The student looked blank. “Golf ball?” he asked.

“The patient said a golf ball hit him.”

“He did?”

“I showed him a precancerous red spot on his forehead, and said I could freeze it off.”

“Yes,” said the student. “Now I remember.”

“Good. Now tell me why he said it.”

The student looked lost. “Because he really was hit by a golf ball?”

“Maybe he was,” I said. “But in his 60 years, he’s been hit by a lot of things. How can he be sure the golf ball hit just that spot? And anyhow, why tell me about it? He must have thought it was important for me to know. We discussed this the other day,” I reminded him.

“Because there was trauma?”

“That’s it,” I said. “One way patients understand why things happen to them is by saying that what got sick was hit by something. They assume trauma weakens and damages the body, and disposes it to being unhealthy.

“After all,” I went on, “I had told him his spot was caused by sun exposure. But he’s had sun exposure all over his face, so why would he get a sun spot only right there? His answer: Sun damages all skin, but the part the golf ball whacked is especially susceptible.

“Is he right? I have no idea, but it’s important – to him – to think so. Not so much for this spot – we’re going to treat it anyway – but because of what he said 2 minutes later about his left shin. Remember?”

The student did not.

“He had a raised brown spot on his leg,” I reminded him. “It was just a seborrheic keratosis, not even precancerous. But he said he was always picking it.”

“Yes, he did say that,” said the student.

“So again: Why did he think I needed to know?”

“Because picking is a form of trauma, which might cause the spot to turn into something?”

“Yes, indeed,” I said. “You should train yourself to listen to these offhand remarks that seem irrelevant to you. They are relevant to the patient, or he wouldn’t say them.

Dr. Alan Rockoff
“How many patients have we seen together who asked me to take something off ‘because I keep picking at it’? Or because ‘it catches on my necklace,’ or ‘it rubs on my bra’? It’s not just annoyance. The hanging bumps often are not even close to what is supposed to be irritating them, or else they’re too small to get in the way.”

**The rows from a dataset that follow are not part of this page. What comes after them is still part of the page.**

//! Advisory file locks shared between cooperating processes.
//!
//! Locks are released by guards on every exit path, including unwinding.

use std::fs::File;
use std::io::{self, Write};
use std::path::{Path, PathBuf};
use std::sync::Once;

use tracing::{debug, warn};

#[derive(Debug, Clone, Copy, PartialEq, Eq)]
pub enum LockMode {
    Shared,
    Exclusive,
}

/// Blocks until `file` is locked in `mode`.
///
/// Returns an error of kind [`io::ErrorKind::Unsupported`] when the operating
/// system or filesystem offers no advisory locks.
pub fn lock(file: &File, mode: LockMode) -> io::Result<LockGuard<'_>> {
    sys::lock(file, mode, true)?;
    Ok(LockGuard { file })
}

/// Like [`lock`] but returns `Ok(None)` instead of waiting when another holder
/// conflicts.
pub fn try_lock(file: &File, mode: LockMode) -> io::Result<Option<LockGuard<'_>>> {
    if sys::lock(file, mode, false)? {
        Ok(Some(LockGuard { file }))
    } else {
        Ok(None)
    }
}

/// Releases its lock when dropped.
#[must_use = "the lock is released as soon as the guard is dropped"]
pub struct LockGuard<'a> {
    file: &'a File,
}

impl Drop for LockGuard<'_> {
    fn drop(&mut self) {
        if let Err(e) = sys::unlock(self.file) {
            debug!("Failed to release file lock: {}", e);
        }
    }
}

/// A lock held on a dedicated lock file for as long as this value lives.
pub struct HeldLock {
    file: File,
    path: PathBuf,
    mode: LockMode,
}

impl HeldLock {
    /// Opens (or creates) `path` and blocks until it is locked in `mode`.
    pub fn acquire(path: &Path, mode: LockMode) -> io::Result<Self> {
        let file = open_lock_file(path)?;
        sys::lock(&file, mode, true)?;
        Ok(Self {
            file,
            path: path.to_path_buf(),
            mode,
        })
    }

    pub fn path(&self) -> &Path {
        &self.path
    }

    pub fn mode(&self) -> LockMode {
        self.mode
    }
}

impl Drop for HeldLock {
    fn drop(&mut self) {
        if let Err(e) = sys::unlock(&self.file) {
            debug!("Failed to release lock on {:?}: {}", self.path, e);
        }
    }
}

pub(crate) fn open_lock_file(path: &Path) -> io::Result<File> {
    std::fs::OpenOptions::new()
        .create(true)
        .truncate(false)
        .read(true)
        .write(true)
        .open(path)
}

/// File whose every write holds an exclusive lock for the duration of the append.
///
/// The file must be opened in append mode so each locked write lands at the
/// current end of file, whatever other processes appended meanwhile. Where the
/// platform has no advisory locks, writes proceed unlocked after a one-time warning.
pub struct LockedFile {
    file: File,
    locking: bool,
}

impl LockedFile {
    pub fn new(file: File) -> Self {
        Self {
            file,
            locking: true,
        }
    }

    pub fn get_ref(&self) -> &File {
        &self.file
    }
}

impl Write for LockedFile {
    fn write(&mut self, buf: &[u8]) -> io::Result<usize> {
        let guard = lock_for_write(&self.file, &mut self.locking)?;
        (&self.file).write_all(buf)?;
        drop(guard);
        Ok(buf.len())
    }

    fn flush(&mut self) -> io::Result<()> {
        (&self.file).flush()
    }
}

fn lock_for_write<'a>(file: &'a File, locking: &mut bool) -> io::Result<Option<LockGuard<'a>>> {
    if !*locking {
        return Ok(None);
    }
    match sys::lock(file, LockMode::Exclusive, true) {
        Ok(_) => Ok(Some(LockGuard { file })),
        Err(e) if e.kind() == io::ErrorKind::Unsupported => {
            warn_locks_unsupported(&e);
            *locking = false;
            Ok(None)
        }
        Err(e) => Err(e),
    }
}

static UNSUPPORTED_WARNING: Once = Once::new();

/// Reports missing advisory lock support once per process.
pub(crate) fn warn_locks_unsupported(err: &io::Error) {
    UNSUPPORTED_WARNING.call_once(|| {
        warn!(
            "File locks are not supported ({}), shared log files are appended without coordination",
            err
        );
    });
}

mod sys {
    use std::fs::{File, TryLockError};
    use std::io;

    use super::LockMode;

    /// Returns `Ok(false)` if a non-blocking request would have to wait.
    pub(super) fn lock(file: &File, mode: LockMode, blocking: bool) -> io::Result<bool> {
        loop {
            let result = match (mode, blocking) {
                (LockMode::Shared, true) => file.lock_shared().map_err(TryLockError::Error),
                (LockMode::Exclusive, true) => file.lock().map_err(TryLockError::Error),
                (LockMode::Shared, false) => file.try_lock_shared(),
                (LockMode::Exclusive, false) => file.try_lock(),
            };
            return match result {
                Ok(()) => Ok(true),
                Err(TryLockError::WouldBlock) => Ok(false),
                Err(TryLockError::Error(err)) if err.kind() == io::ErrorKind::Interrupted => continue,
                Err(TryLockError::Error(err)) => Err(classify(err)),
            };
        }
    }

    pub(super) fn unlock(file: &File) -> io::Result<()> {
        file.unlock()
    }

    /// Reports filesystems without advisory locks as [`io::ErrorKind::Unsupported`].
    pub(super) fn classify(err: io::Error) -> io::Error {
        if err.kind() != io::ErrorKind::Unsupported && lacks_lock_support(&err) {
            io::Error::new(io::ErrorKind::Unsupported, err)
        } else {
            err
        }
    }

    #[cfg(unix)]
    fn lacks_lock_support(err: &io::Error) -> bool {
        matches!(err.raw_os_error(), Some(code) if code == libc::ENOLCK || code == libc::EOPNOTSUPP)
    }

    #[cfg(not(unix))]
    fn lacks_lock_support(_err: &io::Error) -> bool {
        false
    }
}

Sure enough, a little later the student and I met another patient coming for a skin check. A computer scientist from a local university, he displayed a big collection of cherry angiomas on his torso, front, and back.

Looking at his belly, he said, “I know where I got those.”

“Which ones?” I asked.

He pointed to a dense collection of red spots near his navel. “A soccer ball hit me there when I was a teenager in Colombia,” he said.

Later, the student and I discussed this man’s recollection. “What makes his observation striking,” I suggested, “is not just as another example of a patient blaming body changes on trauma. It’s that he did it in a way that even a smidgen of critical thinking – the kind he applies to his professional work all the time – would show that his hypothesis makes no sense. After all, he has dozens of red spots nowhere near where the soccer ball supposedly hit him.

“You would think a computer scientist would notice this, but when it comes to looking at our own health, even sophisticated scientific training may not help. Instead, the thinking is: “I’ve got these red spots. Something caused them. A soccer ball hit me down there. That must be it.”

Sometimes hearing what patients say doesn’t matter; we’re not going to remove the cherry angiomas. But sometimes it does, by telling us the real reason they want something removed, which may include some guilt about their own picking, guilt they can do without.

But you would have to listen for that nuance, and listening is hard. Mostly, in medicine and in life, we hear only what we expect to hear.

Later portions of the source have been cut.